A 2-D Radon Transformation for Enhancing the Detection and Imaging of Embedded Defects in Layered Composite Structures Using Millimeter-Wave System

This paper aims to tackle the challenge of detecting the presence of embedded defects in layered composite structures using imaging techniques including a 2D Radon transformation. The proposed technique aims at enhancing the detection and imaging of embedded defects in layered composite structures that is captured using a millimeterwave (MMW) radar system. A 94 GHz MMW system is used in the near field to detect defects such as disbond and delamination embedded in complex glass fiber composite structures. In order to simplify the detection in glass fibers, measurement data attained using a MMW radar are plotted as images using MATLAB. A stable detection and identification of these defects from the collected images is proposed using a robust two-stage algorithm.
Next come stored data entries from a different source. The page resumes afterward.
//! Persisted assistant conversations.

use sqlx::SqliteExecutor;

use crate::error::Result;
use crate::models::{ChatMessage, ChatRole};

/// Append a message to a user's conversation.
pub async fn append_message(
    executor: impl SqliteExecutor<'_>,
    user_id: &str,
    role: ChatRole,
    content: &str,
) -> Result<ChatMessage> {
    let row = sqlx::query_as::<_, ChatMessage>(
        r#"
        INSERT INTO chat_messages (user_id, role, content)
        VALUES (?, ?, ?)
        RETURNING id, user_id, role, content, created_at
        "#,
    )
    .bind(user_id)
    .bind(role)
    .bind(content)
    .fetch_one(executor)
    .await?;

    Ok(row)
}

/// The most recent `limit` messages, oldest first.
pub async fn recent_messages(executor: impl SqliteExecutor<'_>, user_id: &str, limit: i64) -> Result<Vec<ChatMessage>> {
    let mut rows = sqlx::query_as::<_, ChatMessage>(
        r#"
        SELECT id, user_id, role, content, created_at
        FROM chat_messages
        WHERE user_id = ?
        ORDER BY id DESC
        LIMIT ?
        "#,
    )
    .bind(user_id)
    .bind(limit)
    .fetch_all(executor)
    .await?;

    rows.reverse();
    Ok(rows)
}

/// Delete a user's conversation. Returns the number of messages removed.
pub async fn clear_history(executor: impl SqliteExecutor<'_>, user_id: &str) -> Result<u64> {
    let result = sqlx::query(
        r#"
        DELETE FROM chat_messages
        WHERE user_id = ?
        "#,
    )
    .bind(user_id)
    .execute(executor)
    .await?;

    Ok(result.rows_affected())
}

#[cfg(test)]
mod tests {
    use super::*;
    use crate::Database;

    async fn test_db() -> Database {
        let db = Database::connect("sqlite::memory:").await.unwrap();
        db.migrate().await.unwrap();
        db
    }

    #[tokio::test]
    async fn test_recent_messages_window() {
        let db = test_db().await;
        for i in 0..5 {
            append_message(db.pool(), "user", ChatRole::User, &format!("q{}", i))
                .await
                .unwrap();
            append_message(db.pool(), "user", ChatRole::Assistant, &format!("a{}", i))
                .await
                .unwrap();
        }
        append_message(db.pool(), "other", ChatRole::User, "hello").await.unwrap();

        let recent = recent_messages(db.pool(), "user", 4).await.unwrap();
        let contents: Vec<&str> = recent.iter().map(|m| m.content.as_str()).collect();
        assert_eq!(contents, vec!["q3", "a3", "q4", "a4"]);
        assert_eq!(recent[0].role, ChatRole::User);
    }

    #[tokio::test]
    async fn test_clear_history() {
        let db = test_db().await;
        append_message(db.pool(), "user", ChatRole::User, "hi").await.unwrap();
        append_message(db.pool(), "other", ChatRole::User, "hi").await.unwrap();

        assert_eq!(clear_history(db.pool(), "user").await.unwrap(), 1);
        assert!(recent_messages(db.pool(), "user", 10).await.unwrap().is_empty());
        assert_eq!(recent_messages(db.pool(), "other", 10).await.unwrap().len(), 1);
    }
}
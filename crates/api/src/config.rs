//! Configuration loaded from environment variables.

use std::env;
use std::net::SocketAddr;

/// API server configuration.
#[derive(Debug, Clone)]
pub struct Config {
    /// Server bind address.
    pub addr: SocketAddr,
    /// SQLite database URL.
    pub database_url: String,
    /// Earlier chat turns sent to the assistant.
    pub assistant_history_turns: usize,
}

impl Config {
    /// Load configuration from environment variables.
    ///
    /// | Variable | Description | Default |
    /// |----------|-------------|---------|
    /// | `API_ADDR` | Server bind address | `127.0.0.1:8787` |
    /// | `SQLITE_PATH` | SQLite database URL | `sqlite:vitals.db?mode=rwc` |
    /// | `ASSISTANT_MAX_HISTORY_TURNS` | Chat turns sent as context | `10` |
    ///
    /// The assistant backend reads its own `ASSISTANT_*` variables.
    pub fn from_env() -> Result<Self, ConfigError> {
        let addr = env::var("API_ADDR")
            .unwrap_or_else(|_| "127.0.0.1:8787".to_string())
            .parse()
            .map_err(|_| ConfigError::InvalidAddr)?;

        let database_url = env::var("SQLITE_PATH").unwrap_or_else(|_| "sqlite:vitals.db?mode=rwc".to_string());

        let assistant_history_turns = match env::var("ASSISTANT_MAX_HISTORY_TURNS") {
            Ok(value) => value.parse().map_err(|_| ConfigError::InvalidHistoryTurns)?,
            Err(_) => 10,
        };

        Ok(Self {
            addr,
            database_url,
            assistant_history_turns,
        })
    }
}

/// Configuration errors.
#[derive(Debug, thiserror::Error)]
pub enum ConfigError {
    #[error("Invalid API_ADDR format")]
    InvalidAddr,

    #[error("ASSISTANT_MAX_HISTORY_TURNS must be a non-negative integer")]
    InvalidHistoryTurns,
}
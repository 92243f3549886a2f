//! Persisted assistant conversations.

use std::sync::Arc;

use database::{chat_message, validation, ChatMessage, ChatRole, Database};
use serde::Serialize;
use tracing::{info, warn};

use crate::error::Result;
use crate::trait_def::Assistant;

/// Default number of earlier turns loaded as context.
pub const DEFAULT_HISTORY_TURNS: usize = 10;

/// The stored user message and the assistant's reply.
#[derive(Debug, Clone, PartialEq, Eq, Serialize)]
pub struct ChatExchange {
    pub message: ChatMessage,
    pub reply: ChatMessage,
}

/// Runs one chat turn at a time against an [`Assistant`], keeping history in
/// the database.
#[derive(Clone)]
pub struct ChatService {
    db: Database,
    assistant: Arc<dyn Assistant>,
    history_turns: usize,
}

impl ChatService {
    pub fn new(db: Database, assistant: Arc<dyn Assistant>) -> Self {
        Self {
            db,
            assistant,
            history_turns: DEFAULT_HISTORY_TURNS,
        }
    }

    /// Builder method to set how many earlier turns are sent as context.
    pub fn with_history_turns(mut self, turns: usize) -> Self {
        self.history_turns = turns;
        self
    }

    /// Name of the backing assistant.
    pub fn assistant_name(&self) -> &str {
        self.assistant.name()
    }

    /// Send `message` for `user_id` and store both sides of the exchange.
    ///
    /// Nothing is stored when the assistant fails.
    pub async fn send(&self, user_id: &str, message: &str) -> Result<ChatExchange> {
        let message = message.trim();
        validation::validate_chat_message(message)?;

        let history = chat_message::recent_messages(self.db.pool(), user_id, (self.history_turns * 2) as i64).await?;

        let reply = match self.assistant.complete(message, &history).await {
            Ok(reply) => reply,
            Err(e) => {
                warn!(user_id, assistant = self.assistant.name(), error = %e, "Assistant call failed");
                return Err(e);
            }
        };

        let mut tx = self.db.begin().await?;
        let stored_message = chat_message::append_message(&mut *tx, user_id, ChatRole::User, message).await?;
        let stored_reply = chat_message::append_message(&mut *tx, user_id, ChatRole::Assistant, &reply).await?;
        tx.commit().await.map_err(database::DatabaseError::from)?;

        info!(user_id, history = history.len(), "Assistant replied");

        Ok(ChatExchange {
            message: stored_message,
            reply: stored_reply,
        })
    }

    /// The most recent messages, oldest first.
    pub async fn history(&self, user_id: &str, limit: i64) -> Result<Vec<ChatMessage>> {
        Ok(chat_message::recent_messages(self.db.pool(), user_id, limit).await?)
    }

    /// Forget a user's conversation. Returns the number of messages removed.
    pub async fn clear_history(&self, user_id: &str) -> Result<u64> {
        let removed = chat_message::clear_history(self.db.pool(), user_id).await?;
        info!(user_id, removed, "Chat history cleared");
        Ok(removed)
    }
}
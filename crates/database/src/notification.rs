//! In-app notification storage.

use sqlx::types::Json;
use sqlx::SqliteExecutor;

use crate::error::Result;
use crate::models::{new_id, NewNotification, Notification};

const NOTIFICATION_COLUMNS: &str =
    "id, recipient_id, actor_id, notification_type, title, message, payload, is_read, created_at";

/// Insert a notification.
pub async fn insert_notification(
    executor: impl SqliteExecutor<'_>,
    notification: &NewNotification,
) -> Result<Notification> {
    let query = format!(
        r#"
        INSERT INTO notifications (id, recipient_id, actor_id, notification_type, title, message, payload)
        VALUES (?, ?, ?, ?, ?, ?, ?)
        RETURNING {NOTIFICATION_COLUMNS}
        "#
    );

    let row = sqlx::query_as::<_, Notification>(&query)
        .bind(new_id())
        .bind(&notification.recipient_id)
        .bind(&notification.actor_id)
        .bind(notification.notification_type)
        .bind(&notification.title)
        .bind(&notification.message)
        .bind(Json(&notification.payload))
        .fetch_one(executor)
        .await?;

    Ok(row)
}

/// List a recipient's notifications, newest first.
pub async fn list_for_recipient(
    executor: impl SqliteExecutor<'_>,
    recipient_id: &str,
    unread_only: bool,
    limit: i64,
) -> Result<Vec<Notification>> {
    let query = format!(
        r#"
        SELECT {NOTIFICATION_COLUMNS}
        FROM notifications
        WHERE recipient_id = ?1 AND (?2 = 0 OR is_read = 0)
        ORDER BY created_at DESC, rowid DESC
        LIMIT ?3
        "#
    );

    let rows = sqlx::query_as::<_, Notification>(&query)
        .bind(recipient_id)
        .bind(unread_only)
        .bind(limit)
        .fetch_all(executor)
        .await?;

    Ok(rows)
}

/// Count a recipient's unread notifications.
pub async fn count_unread(executor: impl SqliteExecutor<'_>, recipient_id: &str) -> Result<i64> {
    let count = sqlx::query_scalar::<_, i64>(
        r#"
        SELECT COUNT(*)
        FROM notifications
        WHERE recipient_id = ? AND is_read = 0
        "#,
    )
    .bind(recipient_id)
    .fetch_one(executor)
    .await?;

    Ok(count)
}

/// Mark one of a recipient's notifications as read.
///
/// Returns false if the recipient has no such notification.
pub async fn mark_read(executor: impl SqliteExecutor<'_>, recipient_id: &str, id: &str) -> Result<bool> {
    let result = sqlx::query(
        r#"
        UPDATE notifications
        SET is_read = 1
        WHERE id = ? AND recipient_id = ?
        "#,
    )
    .bind(id)
    .bind(recipient_id)
    .execute(executor)
    .await?;

    Ok(result.rows_affected() > 0)
}

/// Mark every unread notification of a recipient as read.
pub async fn mark_all_read(executor: impl SqliteExecutor<'_>, recipient_id: &str) -> Result<u64> {
    let result = sqlx::query(
        r#"
        UPDATE notifications
        SET is_read = 1
        WHERE recipient_id = ? AND is_read = 0
        "#,
    )
    .bind(recipient_id)
    .execute(executor)
    .await?;

    Ok(result.rows_affected())
}

/// Delete one of a recipient's notifications.
pub async fn delete_notification(executor: impl SqliteExecutor<'_>, recipient_id: &str, id: &str) -> Result<bool> {
    let result = sqlx::query(
        r#"
        DELETE FROM notifications
        WHERE id = ? AND recipient_id = ?
        "#,
    )
    .bind(id)
    .bind(recipient_id)
    .execute(executor)
    .await?;

    Ok(result.rows_affected() > 0)
}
The Weiner filter-based deconvolution technique is used for the reflectivity deconstruction in the image and a two-dimensional Radon transformation called back-projection is used to as an additional filtering step enhance the detection of the embedded defects. The proposed method allows defects that are embedded 24mm below the surface of the scanning probe to be detected and identified in terms of location. Our results show potential in the proposed method to be employed in accurately imaging defects in composites that are used in the aerospace and civil infrastructure industries.